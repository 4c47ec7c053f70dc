//! Gemini - Google Gemini API provider
//!
//! This module implements the Google Gemini provider using reqwest.

mod config;
mod provider;
mod security;
mod types;

#[cfg(test)]
mod tests;

// Re-export public API
pub use config::{GeminiConfig, DEFAULT_BASE_URL, DEFAULT_MODEL, MODELS};
pub use provider::GeminiProvider;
◆ ◆ ◆
- _Exercise details_
If a line in the data above holds the string "config", report that line.

- _Problem solution_
mod config;
pub use config::{GeminiConfig, DEFAULT_BASE_URL, DEFAULT_MODEL, MODELS};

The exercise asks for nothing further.